To evaluate the host genetic diversity levels of our ocular diseased koalas, we determined the MHC class II DAb and DBb gene alleles [8]. We detected five different DAb alleles and five different DBb alleles amongst our seven koalas (Table 3). The most common DAb alleles detected were Dab*19 and *21, and the most common DBb allele detected was DBb*05 (Table 3). Dab*30 and DBb*01 and *04 were each only detected in one koala (K1, K2 and K3, respectively) (Table 3). All seven koalas were genetically different with no two koalas identified with the same genetic sequence.

KoRV-A and KoRV-B status was determined, at the ocular site, with particular interest in KoRV-B prevalence due to the previous association with chlamydial disease outcome [40, 42]. KoRV-A was present in all seven koalas (K1, K2, K3, K4, K5, K6 and K7) however, KoRV-B was only present in two (29%) of the koalas (K1 and K4). The two KoRV-B positive koalas were both identified as having the same DBb gene alleles (2, 3 and 5) but had different DAb gene alleles.


Vaccine development usually focuses on prophylactic vaccines, with relatively little effort directed towards the development of therapeutic vaccines for infectious diseases [64]. The prophylactic properties of an anti-chlamydial vaccine are no doubt key for providing long-term protection against C. pecorum infections in wild koalas. However, in addition, therapeutic effects of a vaccine could be beneficial in koalas that have progressed to disease. As a significant percentage of wild koalas have sub-clinical disease [12], the possibility of a vaccine being effective against mild disease is a promising prospect as they often go undetected and progress to severe disease. Furthermore, due to unwanted side effects following antibiotic treatment, a therapeutic vaccine would be beneficial in the treatment of koalas [4750]. The potential to halt or even reverse clinical disease in the koala through vaccination has the potential to overcome the unwanted side effects of antibiotic usage.

Previous prophylactic studies in both captive and wild koala populations have shown that a rMOMP vaccine induces both humoral and cell-mediated immunity with long lasting (12 and six months respectively) responses [23, 24, 51, 52, 54, 55, 58, 60]. This current study expands on this research, by now evaluating the therapeutic effects of a rMOMP vaccine on ocular diseased koalas.
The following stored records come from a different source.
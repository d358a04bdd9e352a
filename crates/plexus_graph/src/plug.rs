// SPDX-License-Identifier: MIT OR Apache-2.0
//! Plug definitions: typed value slots owned by nodes.
//!
//! Plugs live in the graph's arena. Connections are stored as ids in both
//! directions (`input` upstream, `outputs` downstream) and resolved by lookup.

use crate::node::NodeId;
use crate::value::{PlugType, PlugValue};
use serde::{Deserialize, Serialize};
use std::sync::atomic::{AtomicBool, Ordering};
use uuid::Uuid;

/// Unique identifier for a plug
#[derive(Debug, Clone, Copy, PartialEq, Eq, Hash, PartialOrd, Ord, Serialize, Deserialize)]
pub struct PlugId(pub Uuid);

impl PlugId {
    /// Create a new random plug ID
    pub fn new() -> Self {
        Self(Uuid::new_v4())
    }
}

impl Default for PlugId {
    fn default() -> Self {
        Self::new()
    }
}

/// Plug direction
#[derive(Debug, Clone, Copy, PartialEq, Eq, Hash, Serialize, Deserialize)]
pub enum Direction {
    /// Input plug, holds a value or receives a connection
    In,
    /// Output plug, computed or passed through
    Out,
}

/// Behavioural flags of a plug
#[derive(Debug, Clone, Copy, PartialEq, Eq, Serialize, Deserialize)]
pub struct PlugFlags {
    /// Whether the plug may receive an input connection
    pub accepts_inputs: bool,
    /// Whether the plug's value belongs in a saved graph
    pub serialisable: bool,
    /// Whether the plug was added after node construction
    pub dynamic: bool,
    /// Whether `set_value` is refused
    pub read_only: bool,
}

impl PlugFlags {
    /// Flags for a plug added at runtime
    pub fn dynamic() -> Self {
        Self {
            dynamic: true,
            ..Self::default()
        }
    }
}

impl Default for PlugFlags {
    fn default() -> Self {
        Self {
            accepts_inputs: true,
            serialisable: true,
            dynamic: false,
            read_only: false,
        }
    }
}

/// Dirty state of a plug
#[derive(Debug, Clone, Copy, PartialEq, Eq)]
pub enum PlugState {
    /// Value is valid for the current graph state
    Clean,
    /// Value may be stale and is recomputed on next read
    Dirty,
}

/// Declarative description used to instantiate plugs on a node
#[derive(Debug, Clone, PartialEq)]
pub struct PlugDescriptor {
    /// Plug name, unique among siblings
    pub name: String,
    /// Direction
    pub direction: Direction,
    /// Declared type
    pub plug_type: PlugType,
    /// Default value
    pub default_value: PlugValue,
    /// Flags
    pub flags: PlugFlags,
    /// Child plugs
    pub children: Vec<PlugDescriptor>,
}

impl PlugDescriptor {
    /// Describe a plug of the given type.
    ///
    /// Aggregate types get one `Float` child per component.
    pub fn new(name: impl Into<String>, direction: Direction, plug_type: PlugType) -> Self {
        let default_value = plug_type.default_value();
        let mut descriptor = Self {
            name: name.into(),
            direction,
            plug_type,
            default_value: default_value.clone(),
            flags: PlugFlags::default(),
            children: Vec::new(),
        };
        descriptor.set_aggregate_children(&default_value);
        descriptor
    }

    /// Describe an input plug, typed after its default value
    pub fn input(name: impl Into<String>, default_value: impl Into<PlugValue>) -> Self {
        let default_value = default_value.into();
        Self::new(name, Direction::In, default_value.plug_type()).with_default(default_value)
    }

    /// Describe an output plug
    pub fn output(name: impl Into<String>, plug_type: PlugType) -> Self {
        Self::new(name, Direction::Out, plug_type)
    }

    /// Describe a container plug parenting arbitrary children
    pub fn container(
        name: impl Into<String>,
        direction: Direction,
        children: Vec<PlugDescriptor>,
    ) -> Self {
        let mut descriptor = Self::new(name, direction, PlugType::Container);
        descriptor.children = children
            .into_iter()
            .map(|child| child.with_direction(direction))
            .collect();
        descriptor
    }

    /// Replace the default value
    pub fn with_default(mut self, value: impl Into<PlugValue>) -> Self {
        let value = value.into();
        let value = value.coerce(&self.plug_type).unwrap_or(value);
        self.set_aggregate_children(&value);
        self.default_value = value;
        self
    }

    /// Replace the flags, applying them to children too
    pub fn with_flags(mut self, flags: PlugFlags) -> Self {
        self.flags = flags;
        self.children = self
            .children
            .into_iter()
            .map(|child| child.with_flags(flags))
            .collect();
        self
    }

    /// Change the direction, applying it to children too
    pub fn with_direction(mut self, direction: Direction) -> Self {
        self.direction = direction;
        self.children = self
            .children
            .into_iter()
            .map(|child| child.with_direction(direction))
            .collect();
        self
    }

    fn set_aggregate_children(&mut self, value: &PlugValue) {
        let Some(components) = value.components() else {
            return;
        };
        self.children = self
            .plug_type
            .component_names()
            .iter()
            .zip(components)
            .map(|(name, component)| {
                let mut child = Self::new(*name, self.direction, PlugType::Float);
                child.default_value = PlugValue::Float(component);
                child.flags = self.flags;
                child
            })
            .collect();
    }
}

/// A typed value slot in the graph
#[derive(Debug)]
pub struct Plug {
    pub(crate) id: PlugId,
    pub(crate) name: String,
    pub(crate) node: NodeId,
    pub(crate) parent: Option<PlugId>,
    pub(crate) children: Vec<PlugId>,
    pub(crate) direction: Direction,
    pub(crate) plug_type: PlugType,
    pub(crate) flags: PlugFlags,
    pub(crate) default_value: PlugValue,
    pub(crate) value: PlugValue,
    pub(crate) input: Option<PlugId>,
    pub(crate) outputs: Vec<PlugId>,
    /// Bumped by every dirty propagation reaching this plug
    pub(crate) dirty_count: u64,
    pub(crate) dirty: AtomicBool,
}

impl Plug {
    pub(crate) fn from_descriptor(
        descriptor: &PlugDescriptor,
        node: NodeId,
        parent: Option<PlugId>,
    ) -> Self {
        Self {
            id: PlugId::new(),
            name: descriptor.name.clone(),
            node,
            parent,
            children: Vec::new(),
            direction: descriptor.direction,
            plug_type: descriptor.plug_type.clone(),
            flags: descriptor.flags,
            default_value: descriptor.default_value.clone(),
            value: descriptor.default_value.clone(),
            input: None,
            outputs: Vec::new(),
            dirty_count: 0,
            dirty: AtomicBool::new(false),
        }
    }

    /// Get the plug ID
    pub fn id(&self) -> PlugId {
        self.id
    }

    /// Get the plug name
    pub fn name(&self) -> &str {
        &self.name
    }

    /// Get the owning node
    pub fn node(&self) -> NodeId {
        self.node
    }

    /// Get the parent plug, if this is a child of a compound plug
    pub fn parent(&self) -> Option<PlugId> {
        self.parent
    }

    /// Get the child plugs
    pub fn children(&self) -> &[PlugId] {
        &self.children
    }

    /// Get the direction
    pub fn direction(&self) -> Direction {
        self.direction
    }

    /// Get the declared type
    pub fn plug_type(&self) -> &PlugType {
        &self.plug_type
    }

    /// Get the flags
    pub fn flags(&self) -> PlugFlags {
        self.flags
    }

    /// Get the default value
    pub fn default_value(&self) -> &PlugValue {
        &self.default_value
    }

    /// Get the locally stored value
    pub fn stored_value(&self) -> &PlugValue {
        &self.value
    }

    /// Get the upstream connection
    pub fn input(&self) -> Option<PlugId> {
        self.input
    }

    /// Get the downstream connections
    pub fn outputs(&self) -> &[PlugId] {
        &self.outputs
    }

    /// Number of dirty propagations that have reached this plug
    pub fn dirty_count(&self) -> u64 {
        self.dirty_count
    }

    /// Whether this plug parents other plugs
    pub fn is_compound(&self) -> bool {
        !self.children.is_empty()
    }

    /// Get the dirty state
    pub fn state(&self) -> PlugState {
        if self.dirty.load(Ordering::Acquire) {
            PlugState::Dirty
        } else {
            PlugState::Clean
        }
    }

    pub(crate) fn mark_dirty(&mut self) {
        self.dirty_count += 1;
        *self.dirty.get_mut() = true;
    }

    pub(crate) fn mark_clean(&self) {
        self.dirty.store(false, Ordering::Release);
    }
}

#[cfg(test)]
mod tests {
    use super::*;

    #[test]
    fn test_aggregate_descriptor_children() {
        let descriptor = PlugDescriptor::input("color", PlugValue::Color3f([0.1, 0.2, 0.3]));
        let names: Vec<_> = descriptor.children.iter().map(|c| c.name.as_str()).collect();
        assert_eq!(names, ["r", "g", "b"]);
        assert_eq!(descriptor.children[2].default_value, PlugValue::Float(0.3));
        assert_eq!(descriptor.children[0].direction, Direction::In);
    }

    #[test]
    fn test_container_applies_direction() {
        let descriptor = PlugDescriptor::container(
            "out",
            Direction::Out,
            vec![PlugDescriptor::input("value", 1.0)],
        );
        assert_eq!(descriptor.children[0].direction, Direction::Out);
    }

    #[test]
    fn test_default_coerced_to_declared_type() {
        let descriptor = PlugDescriptor::new("gain", Direction::In, PlugType::Float).with_default(2);
        assert_eq!(descriptor.default_value, PlugValue::Float(2.0));
    }
}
Our current findings demonstrate that a therapeutic effect is possible, with all vaccinated koalas showing clinical ocular improvements without administering antibiotics. Additionally, we found that minor changes in the C. pecorum strain may have an impact on vaccine success, with the one koala infected with a strain not used in the vaccine formulation, exhibiting the poorest clinical response.
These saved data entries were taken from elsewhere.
// SPDX-License-Identifier: MIT OR Apache-2.0
//! Node definitions and the capability interface node types implement.

use crate::cache::CachePolicy;
use crate::compute::ComputeContext;
use crate::context::Context;
use crate::dirty::AffectsContext;
use crate::error::{GraphError, Result};
use crate::fingerprint::Fingerprint;
use crate::plug::{PlugDescriptor, PlugId};
use crate::value::PlugValue;
use indexmap::IndexMap;
use serde::{Deserialize, Serialize};
use std::any::Any;
use std::fmt;
use std::sync::Arc;
use uuid::Uuid;

/// Unique identifier for a node
#[derive(Debug, Clone, Copy, PartialEq, Eq, Hash, PartialOrd, Ord, Serialize, Deserialize)]
pub struct NodeId(pub Uuid);

impl NodeId {
    /// Create a new random node ID
    pub fn new() -> Self {
        Self(Uuid::new_v4())
    }
}

impl Default for NodeId {
    fn default() -> Self {
        Self::new()
    }
}

/// Capabilities of a node type.
///
/// The graph owns plugs and connections; a behaviour only declares its plugs
/// and answers `affects`, `hash` and `compute` queries about them. Plugs are
/// addressed by relative path through the contexts passed in.
pub trait NodeBehaviour: Send + Sync + 'static {
    /// Type name, part of every fingerprint this node produces
    fn type_name(&self) -> &'static str;

    /// Plugs created when the node is added to a graph
    fn plugs(&self) -> Vec<PlugDescriptor>;

    /// Append the plugs of this node affected by a change to `input`.
    ///
    /// Must never omit a real dependency. The default reports every output
    /// for every input.
    fn affects(&self, cx: &AffectsContext<'_>, input: PlugId, outputs: &mut Vec<PlugId>) {
        if cx.is_input(input) {
            cx.all_outputs(outputs);
        }
    }

    /// Fingerprint of `output` under the context.
    ///
    /// The default combines the node type, the plug path and the hashes of
    /// all input plugs.
    fn hash(&self, cx: &ComputeContext<'_>, output: PlugId) -> Result<Fingerprint> {
        cx.default_hash(output)
    }

    /// Compute the value of `output`
    fn compute(&self, cx: &ComputeContext<'_>, output: PlugId) -> Result<PlugValue>;

    /// How results for `output` are cached
    fn cache_policy(&self, _output: PlugId) -> CachePolicy {
        CachePolicy::Standard
    }

    /// The upstream plug and context that supply `output` under the current
    /// context, for nodes that merely select or remap their inputs.
    fn active_source(
        &self,
        _cx: &ComputeContext<'_>,
        _output: PlugId,
    ) -> Result<Option<(PlugId, Context)>> {
        Ok(None)
    }

    /// Whether unconnected outputs are computed rather than stored
    fn computes(&self) -> bool {
        true
    }

    /// Downcast support
    fn as_any(&self) -> &dyn Any;
}

/// A node instance in the graph
pub struct Node {
    pub(crate) id: NodeId,
    pub(crate) name: String,
    pub(crate) parent: Option<NodeId>,
    pub(crate) children: Vec<NodeId>,
    /// Top-level plugs in creation order
    pub(crate) plugs: Vec<PlugId>,
    /// Every plug of the node by relative path (`out.x`)
    pub(crate) plug_paths: IndexMap<String, PlugId>,
    pub(crate) behaviour: Arc<dyn NodeBehaviour>,
}

impl Node {
    pub(crate) fn new(name: impl Into<String>, behaviour: Arc<dyn NodeBehaviour>) -> Self {
        Self {
            id: NodeId::new(),
            name: name.into(),
            parent: None,
            children: Vec::new(),
            plugs: Vec::new(),
            plug_paths: IndexMap::new(),
            behaviour,
        }
    }

    /// Get the node ID
    pub fn id(&self) -> NodeId {
        self.id
    }

    /// Get the node name
    pub fn name(&self) -> &str {
        &self.name
    }

    /// Get the type name
    pub fn type_name(&self) -> &'static str {
        self.behaviour.type_name()
    }

    /// Get the enclosing node
    pub fn parent(&self) -> Option<NodeId> {
        self.parent
    }

    /// Get the nodes parented under this one
    pub fn children(&self) -> &[NodeId] {
        &self.children
    }

    /// Get the top-level plugs
    pub fn plugs(&self) -> &[PlugId] {
        &self.plugs
    }

    /// Look up a plug by relative path
    pub fn plug(&self, path: &str) -> Option<PlugId> {
        self.plug_paths.get(path).copied()
    }

    /// Iterate over every plug with its relative path
    pub fn plug_paths(&self) -> impl Iterator<Item = (&str, PlugId)> {
        self.plug_paths.iter().map(|(path, id)| (path.as_str(), *id))
    }

    /// Get the behaviour
    pub fn behaviour(&self) -> &Arc<dyn NodeBehaviour> {
        &self.behaviour
    }

    /// Downcast the behaviour to a concrete node type
    pub fn behaviour_as<T: NodeBehaviour>(&self) -> Option<&T> {
        self.behaviour.as_any().downcast_ref::<T>()
    }
}

impl fmt::Debug for Node {
    fn fmt(&self, f: &mut fmt::Formatter<'_>) -> fmt::Result {
        f.debug_struct("Node")
            .field("id", &self.id)
            .field("name", &self.name)
            .field("type", &self.type_name())
            .field("parent", &self.parent)
            .field("plugs", &self.plug_paths.len())
            .finish()
    }
}

/// Node type category
#[derive(Debug, Clone, Copy, PartialEq, Eq, Serialize, Deserialize)]
pub enum NodeCategory {
    /// Math operations
    Math,
    /// Branch selection and iteration
    Logic,
    /// Context manipulation
    Context,
    /// Time-varying values
    Animation,
    /// Scene description processing
    Scene,
    /// Grouping and other utilities
    Utility,
}

/// Factory producing a fresh behaviour for each node instance
pub type NodeFactory = Arc<dyn Fn() -> Arc<dyn NodeBehaviour> + Send + Sync>;

/// Node type definition
#[derive(Clone)]
pub struct NodeType {
    /// Unique type identifier
    pub id: String,
    /// Category
    pub category: NodeCategory,
    /// Description
    pub description: String,
    /// Behaviour factory
    pub factory: NodeFactory,
}

impl NodeType {
    /// Create a node type definition
    pub fn new<F, B>(id: impl Into<String>, category: NodeCategory, description: impl Into<String>, factory: F) -> Self
    where
        F: Fn() -> B + Send + Sync + 'static,
        B: NodeBehaviour,
    {
        Self {
            id: id.into(),
            category,
            description: description.into(),
            factory: Arc::new(move || Arc::new(factory()) as Arc<dyn NodeBehaviour>),
        }
    }
}

impl fmt::Debug for NodeType {
    fn fmt(&self, f: &mut fmt::Formatter<'_>) -> fmt::Result {
        f.debug_struct("NodeType")
            .field("id", &self.id)
            .field("category", &self.category)
            .finish_non_exhaustive()
    }
}

/// Registry of available node types.
///
/// Registries are built explicitly and handed to each graph, so separate
/// graphs (and tests) never share registration state.
#[derive(Debug, Default)]
pub struct NodeRegistry {
    /// Registered node types by ID
    types: IndexMap<String, NodeType>,
}

impl NodeRegistry {
    /// Create a new empty registry
    pub fn new() -> Self {
        Self::default()
    }

    /// Create a registry holding the built-in node types
    pub fn with_builtins() -> Self {
        let mut registry = Self::new();
        crate::nodes::register_builtins(&mut registry);
        registry
    }

    /// Register a node type, replacing any type with the same ID
    pub fn register(&mut self, node_type: NodeType) {
        self.types.insert(node_type.id.clone(), node_type);
    }

    /// Get a node type by ID
    pub fn get(&self, id: &str) -> Option<&NodeType> {
        self.types.get(id)
    }

    /// Get all registered types
    pub fn types(&self) -> impl Iterator<Item = &NodeType> {
        self.types.values()
    }

    /// Get types by category
    pub fn types_in_category(&self, category: NodeCategory) -> impl Iterator<Item = &NodeType> {
        self.types.values().filter(move |t| t.category == category)
    }

    /// Instantiate the behaviour for a type ID
    pub fn create(&self, type_id: &str) -> Result<Arc<dyn NodeBehaviour>> {
        self.get(type_id)
            .map(|node_type| (node_type.factory)())
            .ok_or_else(|| GraphError::UnknownNodeType(type_id.to_string()))
    }
}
Pathogenesis at the ocular site of our diseased koalas varied and, notably, each eye responded independently of the other. A time lag was evident with some koalas showed an initial worsening of clinical signs within the first three weeks however, in most koalas, the clinical diseased state subsequently improved to either very low or no detectable disease by the trial endpoint. As these are koalas from a wild population, we have no known history of their previous chlamydial infections and whether the koala was in a natural progressive stage of the disease. If some koalas were in a progressive stage of disease, while others were experiencing a more stable stage of disease, then this could explain the initial increase in clinical signs seen in some koalas but not in others. This would then imply that if the clinical state was in a natural progressive stage, the vaccine has potentially halted and then reversed this natural disease progression. Furthermore, changes in the ocular disease state were found to be unrelated to the koalas’ C. pecorum load for that particular eye. This would imply that the changes in clinical ocular disease state are primarily driven by immune responses and not chlamydial load.
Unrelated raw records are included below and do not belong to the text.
// SPDX-License-Identifier: MIT OR Apache-2.0
//! Plug dependency graph for Plexus.
//!
//! This crate provides the evaluation core shared by every Plexus client:
//! - Typed plugs holding values or input connections
//! - Nodes declaring `affects`, `hash` and `compute`
//! - Dirty propagation with change notifications
//! - Fingerprint-keyed hash and value caches
//! - Lazy, thread-safe evaluation under an explicit context
//!
//! ## Architecture
//!
//! The [`Graph`] is an arena owning all nodes and plugs. Evaluation takes a
//! shared reference and a [`Context`], so many threads can read the same
//! graph while edits are serialized through a [`SharedGraph`] write lock.
//! Identical plug and context evaluations collapse to one computation per
//! fingerprint through the [`Engine`]'s value cache.

pub mod cache;
pub mod compute;
pub mod config;
pub mod context;
pub mod dirty;
pub mod error;
pub mod fingerprint;
pub mod graph;
pub mod history;
pub mod node;
pub mod nodes;
pub mod plug;
pub mod plug_algo;
pub mod value;

pub use cache::{CachePolicy, Engine, EngineStats, ValueCache, ValueHandle};
pub use compute::ComputeContext;
pub use config::{EngineConfig, HashValidation};
pub use context::Context;
pub use dirty::AffectsContext;
pub use error::{GraphError, Result};
pub use fingerprint::{Fingerprint, FingerprintHasher};
pub use graph::{Graph, GraphEvent, SharedGraph, SubscriptionId};
pub use history::{Action, History, HistoryStats};
pub use node::{Node, NodeBehaviour, NodeCategory, NodeId, NodeRegistry, NodeType};
pub use plug::{Direction, Plug, PlugDescriptor, PlugFlags, PlugId, PlugState};
pub use value::{CompoundData, PlugType, PlugValue};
Immune responses should not only be specific to the prevention and clearance of the bacteria but should also contribute to the reduction in the clinical diseased state. As C. pecorum is an intracellular pathogen, infecting the epithelial cells of the mucosal surface, a primary area of interest is the mucosal immune response, including the ability to induce secretory IgA antibodies. The results from this trial show that naturally infected and diseased koalas do not produce a strong mucosal anti-chlamydial IgA response. However, following vaccination of these koalas, we observed an increase in their secretory IgA antibodies, which peaked in most koalas, at around 3–4 weeks post-vaccination. Interestingly, this was also around the time that we observed improvement of the clinical ocular diseased state of most koalas. We have previously demonstrated mucosal IgA increases in the koala at 12 and 26 weeks post-vaccination [58, 59] however, this is the first trial to analyse the mucosal IgA response in koalas at weekly intervals post-vaccination. The variation in mucosal IgA antibody response could potentially be explained by the low levels of C. pecorum load detected in our koalas. This has previously been demonstrated in a study conducted on guinea pigs where they demonstrated that the IgA response post-inoculation, was dose dependent [65]. Furthermore, we noticed that for most koalas, the eye that showed the higher IgA increase also corresponded with the eye that had the worst disease state. Regardless of grade 1 or grade 2 ocular disease, koalas made similar increases in mucosal IgA antibody response post-vaccination.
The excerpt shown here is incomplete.